Not much is left from the buildings, but you can se rows of holes. These are postholes. These holes were for solid posts that held up the entire roof of the building, Gustavsen explains.
One of these buildings, called H3, is being highlighted by the researchers as something special. It’s very large compared to other buildings found from this same period of time in this same area. The building is 38 metres long and seven metres wide. The placements of the postholes suggest that the building had outwardly curved walls, convex walls, sort of in the shape of a ship.
The postholes are so big that it is likely that this was a very tall and large building. The placement of the building would have made it visible in the landscape, so it could have had the function of a landmark.
Finally, there are no signs of this being a building where people lived. There are for instance no findings of a fire pit. In the article, the researchers argue that this could have been a cult house or a feasting hall.
“It could have been like a high seat of a chieftain, where perhaps everything from networking to religious rituals took place. There could have also been abundant drinking and brawls here. The other buildings that surround this large one are also odd, which draws our interpretations toward a house of rituals”, says Gustavsen.
In the scientific article, the archaeologists argue that Gjellestad could have been a so-called high-status ‘central-place’ in the Late Nordic Iron Age (AD 550–1050) in this part of Norway. But what does that mean?
As the name suggests, this could have been an important place.
The typical features of such places are that there are burial mounds with rich findings, possible ritual buildings, and also trade and production of goods, says Gustavsen.
The researchers aren’t sure that trade and production took place nearby, but Gustavsen believes there are good chances it did.
“This is a place that expresses a position of power in the landscape”, he says.
“The family or the people who made these buildings, are maintaining their position of power by showing off with these buildings and these burials mounds”, says the archaeologist.
Several other features also suggest that this was a seat for the elite. In the Gjellestad mound, where the ship was buried, they have used turf collected from a different location – which suggests that great resources were used here.
You can read more about this in this article from The Norwegian Institute for Cultural Heritage Research: The Gjellestad burial mound belonged to the Iron Age elite.
But the timeline for this place is still not clear.
The ship grave was the last addition
Several clues suggest that the first burial mounds are from around 500 AD. This is called the age of migration in Norway, and is part of the Norwegian Iron Age.
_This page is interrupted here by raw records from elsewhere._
/// Console output of a run: stage headers, the setup block, status lines and
/// the totals table. Everything here writes to stdout; diagnostics go through
/// `tracing` on stderr.
use crate::core::mode::OperatingMode;
use crate::tools::Tool;
use colored::*;
use std::path::Path;

/// Top-level stages announced on the console.
#[derive(Debug, Clone, Copy, PartialEq, Eq)]
pub enum Stage {
    Dependencies,
    Reads,
    Report,
}

impl Stage {
    fn position(self) -> usize {
        match self {
            Stage::Dependencies => 1,
            Stage::Reads => 2,
            Stage::Report => 3,
        }
    }

    fn title(self) -> &'static str {
        match self {
            Stage::Dependencies => "Checking dependencies and inputs",
            Stage::Reads => "Preparing, demultiplexing and analyzing reads",
            Stage::Report => "Writing reports",
        }
    }
}

pub fn print_stage(stage: Stage) {
    let width = terminal_size::terminal_size()
        .map(|(terminal_size::Width(w), _)| w as usize)
        .unwrap_or(80)
        .min(60);
    println!(
        "\n{} {}",
        format!("[{}/3]", stage.position()).cyan(),
        stage.title().bold()
    );
    println!("{}", "─".repeat(width).dimmed());
}

/// What the run is about to do, once dependencies are resolved.
pub fn print_run_setup(mode: OperatingMode, paired: bool, tools: &[Tool], output: &Path) {
    let tools = tools
        .iter()
        .map(|t| t.binary_name())
        .collect::<Vec<_>>()
        .join(", ");
    let lines = [
        ("Mode", mode.description().to_string()),
        (
            "Reads",
            if paired { "paired-end" } else { "single-end" }.to_string(),
        ),
        ("Tools", tools),
        ("Output", output.display().to_string()),
    ];

    println!("\n{} {}", "ℹ".cyan(), "Run setup".bold());
    for (label, value) in lines {
        println!("  {} {:<7} {}", "•".dimmed(), format!("{}:", label), value);
    }
}

#[derive(Debug, Clone, Copy, PartialEq, Eq)]
pub enum Notice {
    Success,
    Warning,
    Tip,
}

pub fn notify(kind: Notice, message: &str) {
    match kind {
        Notice::Success => println!("\n{} {}", "✓".green().bold(), message),
        Notice::Warning => println!("\n{} {}", "⚠".yellow(), message.yellow()),
        Notice::Tip => println!("\n{} {}", "→".cyan(), message.dimmed()),
    }
}

/// Two-column table of run totals.
pub fn print_totals(title: &str, rows: Vec<(&str, String)>) {
    use comfy_table::modifiers::UTF8_ROUND_CORNERS;
    use comfy_table::presets::UTF8_FULL;
    use comfy_table::{Attribute, Cell, CellAlignment, Color, ContentArrangement, Table};

    let mut table = Table::new();
    table
        .load_preset(UTF8_FULL)
        .apply_modifier(UTF8_ROUND_CORNERS)
        .set_content_arrangement(ContentArrangement::Dynamic)
        .set_header(vec![
            Cell::new(title).add_attribute(Attribute::Bold).fg(Color::Cyan),
            Cell::new(""),
        ]);

    for (label, value) in rows {
        table.add_row(vec![
            Cell::new(label),
            Cell::new(value)
                .fg(Color::Green)
                .set_alignment(CellAlignment::Right),
        ]);
    }

    println!("\n{}", table);
}

/// Honors `NO_COLOR` and `CLICOLOR=0`.
pub fn init() {
    let disabled =
        std::env::var_os("NO_COLOR").is_some() || std::env::var("CLICOLOR").as_deref() == Ok("0");
    if disabled {
        colored::control::set_override(false);
    }
}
But there are few good datings from this place. Archaeologists cannot date the place based on the images from the georadar. In order to date the place properly with a carbon dating, they need biological material which has not been contaminated, for instance coal from a fire pit.
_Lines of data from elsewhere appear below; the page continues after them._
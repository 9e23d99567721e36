//! Alignment-based demultiplexing of the processed read stream.
//!
//! Every read ends up in exactly one container: the region it aligned to, or
//! the unassigned bucket. Containers are finished before any count is
//! reported, so counts are always complete.

pub mod buckets;
pub mod cluster;

pub use buckets::{BucketSet, DEFAULT_MAX_OPEN_BUCKETS};
pub use cluster::{cluster_spans, GenomicRegion, Placement, Placements, RegionIndex};

use crate::bio::alignment::{GenomicSpan, SamRecord};
use crate::bio::fasta::write_fasta;
use crate::bio::fastq::{for_each_record, FastqWriter};
use crate::bio::region::RegionCatalog;
use crate::bio::sequence::reverse_complement;
use crate::core::mode::OperatingMode;
use crate::core::paths::RunLayout;
use crate::tools::{Aligner, ReadSource};
use crate::{RegionplexError, Result};
use serde::Serialize;
use std::collections::HashMap;
use std::fmt;
use std::path::{Path, PathBuf};

#[derive(Debug, Clone, PartialEq, Eq, Hash, Serialize)]
pub enum BucketKey {
    Amplicon(String),
    Genomic(String),
    Unassigned,
}

impl fmt::Display for BucketKey {
    fn fmt(&self, f: &mut fmt::Formatter<'_>) -> fmt::Result {
        match self {
            BucketKey::Amplicon(name) | BucketKey::Genomic(name) => write!(f, "{}", name),
            BucketKey::Unassigned => write!(f, "unassigned"),
        }
    }
}

/// Reads routed to one destination, materialized as a compressed file.
#[derive(Debug, Clone, PartialEq, Eq, Serialize)]
pub struct ReadBucket {
    pub key: BucketKey,
    pub path: PathBuf,
    pub reads: u64,
}

#[derive(Debug, Clone)]
pub struct AmpliconAssignment {
    /// One bucket per catalog region, in catalog order
    pub buckets: Vec<ReadBucket>,
    pub unassigned: ReadBucket,
    pub total_reads: u64,
}

#[derive(Debug, Clone)]
pub struct DiscoveredRegion {
    pub region: GenomicRegion,
    pub bucket: ReadBucket,
}

#[derive(Debug, Clone)]
pub struct GenomeAssignment {
    pub regions: Vec<DiscoveredRegion>,
    pub unassigned: ReadBucket,
    pub total_reads: u64,
}

/// Outcome of demultiplexing a run in any mode.
#[derive(Debug, Clone)]
pub struct DemuxResult {
    pub amplicons: Vec<ReadBucket>,
    pub discovered: Vec<DiscoveredRegion>,
    pub unassigned: ReadBucket,
    pub total_reads: u64,
}

impl DemuxResult {
    pub fn aligned_reads(&self) -> u64 {
        self.total_reads.saturating_sub(self.unassigned.reads)
    }
}

/// Pick the placement a read is assigned to.
///
/// Unmapped and supplementary records never win. Among the rest the highest
/// `AS:i` score wins; equal scores go to the lexicographically lowest
/// reference name, so the choice does not depend on aligner output order.
pub fn best_placement(records: &[SamRecord]) -> Option<&SamRecord> {
    records
        .iter()
        .filter(|r| !r.is_unmapped() && !r.is_supplementary())
        .filter(|r| r.span().map_or(false, |s| !s.is_empty()))
        .max_by(|a, b| {
            a.score
                .cmp(&b.score)
                .then_with(|| b.rname.cmp(&a.rname))
                .then_with(|| b.pos.cmp(&a.pos))
        })
}

/// Read bases and qualities oriented like `target`.
///
/// Secondary records may omit the sequence (`*`); it is then taken from a
/// sibling record and flipped when that record lies on the other strand.
fn read_bases<'r>(records: &'r [SamRecord], target: Option<&'r SamRecord>) -> (String, String) {
    let target = match target.or_else(|| records.first()) {
        Some(t) => t,
        None => return (String::new(), String::new()),
    };
    if target.seq != "*" {
        return (target.seq.clone(), target.qual.clone());
    }
    match records.iter().find(|r| r.seq != "*") {
        Some(source) if source.is_reverse() != target.is_reverse() => (
            reverse_complement(&source.seq),
            source.qual.chars().rev().collect(),
        ),
        Some(source) => (source.seq.clone(), source.qual.clone()),
        None => (String::new(), String::new()),
    }
}

/// Group consecutive records of the same read and hand each group on.
///
/// A second primary record opens a new group even under the same name, so
/// input reads sharing a name are still counted and routed one by one.
fn for_each_read(
    aligner: &dyn Aligner,
    index: &Path,
    reads: &ReadSource<'_>,
    mut on_read: impl FnMut(&[SamRecord]) -> Result<()>,
) -> Result<u64> {
    let mut pending: Vec<SamRecord> = Vec::new();
    let mut has_primary = false;
    let mut total = 0u64;

    aligner.align(index, reads, &mut |record| {
        let new_read = pending.first().map_or(false, |p| {
            p.qname != record.qname || (has_primary && record.is_primary())
        });
        if new_read {
            on_read(&pending)?;
            total += 1;
            pending.clear();
            has_primary = false;
        }
        has_primary |= record.is_primary();
        pending.push(record);
        Ok(())
    })?;

    if !pending.is_empty() {
        on_read(&pending)?;
        total += 1;
    }
    Ok(total)
}

pub struct Demultiplexer<'a> {
    aligner: &'a dyn Aligner,
    layout: &'a RunLayout,
    max_open_buckets: usize,
}

impl<'a> Demultiplexer<'a> {
    pub fn new(aligner: &'a dyn Aligner, layout: &'a RunLayout) -> Self {
        Self {
            aligner,
            layout,
            max_open_buckets: DEFAULT_MAX_OPEN_BUCKETS,
        }
    }

    pub fn with_max_open_buckets(mut self, max_open: usize) -> Self {
        self.max_open_buckets = max_open;
        self
    }

    /// Resolve reads for the run's mode. Combined mode sends only the reads
    /// no amplicon claimed on to the genome.
    pub fn run(
        &self,
        mode: OperatingMode,
        catalog: Option<&RegionCatalog>,
        genome_index: Option<&Path>,
        reads: &Path,
    ) -> Result<DemuxResult> {
        let missing = |what: &str| {
            RegionplexError::Configuration(format!("{} mode needs {}", mode, what))
        };

        match mode {
            OperatingMode::AmpliconsOnly => {
                let catalog = catalog.ok_or_else(|| missing("a region catalog"))?;
                let assigned =
                    self.assign_amplicons(catalog, reads, &self.layout.unassigned_reads())?;
                Ok(DemuxResult {
                    amplicons: assigned.buckets,
                    discovered: Vec::new(),
                    unassigned: assigned.unassigned,
                    total_reads: assigned.total_reads,
                })
            }
            OperatingMode::GenomeOnly => {
                let index = genome_index.ok_or_else(|| missing("a genome index"))?;
                let discovered =
                    self.discover_regions(index, reads, &self.layout.unassigned_reads())?;
                Ok(DemuxResult {
                    amplicons: Vec::new(),
                    discovered: discovered.regions,
                    unassigned: discovered.unassigned,
                    total_reads: discovered.total_reads,
                })
            }
            OperatingMode::AmpliconsAndGenome => {
                let catalog = catalog.ok_or_else(|| missing("a region catalog"))?;
                let index = genome_index.ok_or_else(|| missing("a genome index"))?;

                let assigned =
                    self.assign_amplicons(catalog, reads, &self.layout.amplicon_unassigned_reads())?;
                if assigned.unassigned.reads == 0 {
                    tracing::info!("Every read aligned to an amplicon, skipping the genome");
                    let mut unassigned = BucketSet::new(1);
                    unassigned.register(BucketKey::Unassigned, self.layout.unassigned_reads())?;
                    let unassigned = unassigned.finish()?.pop().ok_or_else(|| {
                        RegionplexError::Parse("unassigned container missing".to_string())
                    })?;
                    return Ok(DemuxResult {
                        amplicons: assigned.buckets,
                        discovered: Vec::new(),
                        unassigned,
                        total_reads: assigned.total_reads,
                    });
                }

                tracing::info!(
                    "{} of {} reads did not align to any amplicon, aligning them to the genome",
                    assigned.unassigned.reads,
                    assigned.total_reads
                );
                let discovered = self.discover_regions(
                    index,
                    &assigned.unassigned.path,
                    &self.layout.unassigned_reads(),
                )?;

                Ok(DemuxResult {
                    amplicons: assigned.buckets,
                    discovered: discovered.regions,
                    unassigned: discovered.unassigned,
                    total_reads: assigned.total_reads,
                })
            }
        }
    }

    /// Align reads against an index built from the catalog's sequences and
    /// split them into one container per region.
    pub fn assign_amplicons(
        &self,
        catalog: &RegionCatalog,
        reads: &Path,
        unassigned_path: &Path,
    ) -> Result<AmpliconAssignment> {
        let fasta = self.layout.amplicons_fasta();
        let index = self.layout.amplicon_index();
        write_fasta(&fasta, &catalog.reference_sequences())?;
        tracing::info!("Building alignment index for {} amplicons", catalog.len());
        self.aligner.build_index(&fasta, &index)?;

        let mut buckets = BucketSet::new(self.max_open_buckets);
        let mut keys_by_reference = HashMap::new();
        for region in catalog.iter() {
            let key = BucketKey::Amplicon(region.name.clone());
            let stem = region.file_stem();
            buckets.register(key.clone(), self.layout.region_reads(&stem))?;
            keys_by_reference.insert(stem, key);
        }
        let unassigned_key = BucketKey::Unassigned;
        buckets.register(unassigned_key.clone(), unassigned_path.to_path_buf())?;

        tracing::info!("Aligning reads to the amplicons");
        let total_reads = for_each_read(
            self.aligner,
            &index,
            &ReadSource::fastq(reads),
            |records| {
                let best = best_placement(records);
                let key = match best.and_then(|r| keys_by_reference.get(&r.rname)) {
                    Some(key) => key,
                    None => {
                        if let Some(record) = best {
                            tracing::warn!(
                                "Read {} aligned to unknown reference {}",
                                record.qname,
                                record.rname
                            );
                        }
                        &unassigned_key
                    }
                };
                let (seq, qual) = read_bases(records, best);
                buckets.write(key, records[0].qname.as_bytes(), seq.as_bytes(), qual.as_bytes())
            },
        )?;

        let mut finished = buckets.finish()?;
        let unassigned = finished
            .pop()
            .ok_or_else(|| RegionplexError::Parse("unassigned container missing".to_string()))?;

        Ok(AmpliconAssignment {
            buckets: finished,
            unassigned,
            total_reads,
        })
    }

    /// Align reads to the genome, discover regions from overlapping
    /// placements and split reads by region.
    ///
    /// Runs in two passes: compact placements are kept in memory while placed
    /// reads are spooled to a temporary container; once regions are known the
    /// spool is read back and routed.
    pub fn discover_regions(
        &self,
        genome_index: &Path,
        reads: &Path,
        unassigned_path: &Path,
    ) -> Result<GenomeAssignment> {
        let spool_path = self.layout.genome_placements();
        let mut spool = FastqWriter::create(&spool_path)?;
        let mut unassigned = FastqWriter::create(unassigned_path)?;
        let mut placements = Placements::new();

        tracing::info!("Aligning reads to the genome");
        let total_reads = for_each_read(
            self.aligner,
            genome_index,
            &ReadSource::fastq(reads),
            |records| {
                let best = best_placement(records);
                let (seq, qual) = read_bases(records, best);
                let name = records[0].qname.as_bytes();
                match best.and_then(SamRecord::span) {
                    Some(span) => {
                        placements.push(&span)?;
                        spool.write_record(name, seq.as_bytes(), qual.as_bytes())
                    }
                    None => unassigned.write_record(name, seq.as_bytes(), qual.as_bytes()),
                }
            },
        )?;
        spool.finish()?;
        let unassigned_reads = unassigned.finish()?;

        let regions = placements.cluster();
        tracing::info!(
            "{} reads placed on the genome form {} regions",
            placements.len(),
            regions.len()
        );

        let mut buckets = BucketSet::new(self.max_open_buckets);
        for region in &regions {
            buckets.register(
                BucketKey::Genomic(region.name()),
                self.layout.region_reads(&region.file_stem()),
            )?;
        }
        let keys: Vec<BucketKey> = regions
            .iter()
            .map(|r| BucketKey::Genomic(r.name()))
            .collect();

        let index = RegionIndex::new(&regions);
        let mut position = 0usize;
        for_each_record(&spool_path, |record| {
            let placement = placements.get(position).ok_or_else(|| {
                RegionplexError::Parse("placement spool has more reads than placements".to_string())
            })?;
            position += 1;
            let reference = placements.reference_name(placement);
            let idx = index
                .locate(reference, placement.start, placement.end)
                .ok_or_else(|| {
                    RegionplexError::Parse(format!(
                        "placement {}:{}-{} is outside every region",
                        reference, placement.start, placement.end
                    ))
                })?;
            buckets.write(&keys[idx], record.name(), record.seq, record.qual.unwrap_or(b""))
        })?;
        std::fs::remove_file(&spool_path)?;

        let finished = buckets.finish()?;
        let regions = regions
            .into_iter()
            .zip(finished)
            .map(|(region, bucket)| DiscoveredRegion { region, bucket })
            .collect();

        Ok(GenomeAssignment {
            regions,
            unassigned: ReadBucket {
                key: BucketKey::Unassigned,
                path: unassigned_path.to_path_buf(),
                reads: unassigned_reads,
            },
            total_reads,
        })
    }
}

/// Genomic placement of each amplicon, keyed by region name.
///
/// Amplicons that do not align are absent from the map.
pub fn place_amplicons(
    aligner: &dyn Aligner,
    genome_index: &Path,
    amplicons_fasta: &Path,
    catalog: &RegionCatalog,
) -> Result<HashMap<String, GenomicSpan>> {
    let names = catalog.reference_names();
    let mut placements = HashMap::new();

    for_each_read(
        aligner,
        genome_index,
        &ReadSource::fasta(amplicons_fasta),
        |records| {
            if let Some(span) = best_placement(records).and_then(SamRecord::span) {
                if let Some(name) = names.get(&records[0].qname) {
                    placements.insert(name.clone(), span);
                }
            }
            Ok(())
        },
    )?;

    Ok(placements)
}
The Viking ship has so far been dated to having been built some time between late in the 700s and early in the 900s, in other words early Viking age.
“We can with certainty say that this ship grave is one of the last things that happens on this site”, says Gustavsen.
He tells sciencenorway.no that this can be interpreted in different ways. Either this is a dominant family fortifying its position by placing a large and eye-catching ship grave on the site.
“Or it could be another family coming in and taking over. They are then demonstrating the take-over by placing their ship grave in an already existing site of power”, he says, adding that:
“We may never know which it is”.
If this area is to be excavated in the future, Gustavsen believes it would be useful to get good carbon dating from the different buildings and the burial mounds. Then we could find out if the buildings were built here at the same time, or if it was a place that developed over centuries.
“We also don’t know why this place was important. Did they perhaps have control over the sea lane, or control of the roads?”.
There are still many unanswered questions about Gjellestad.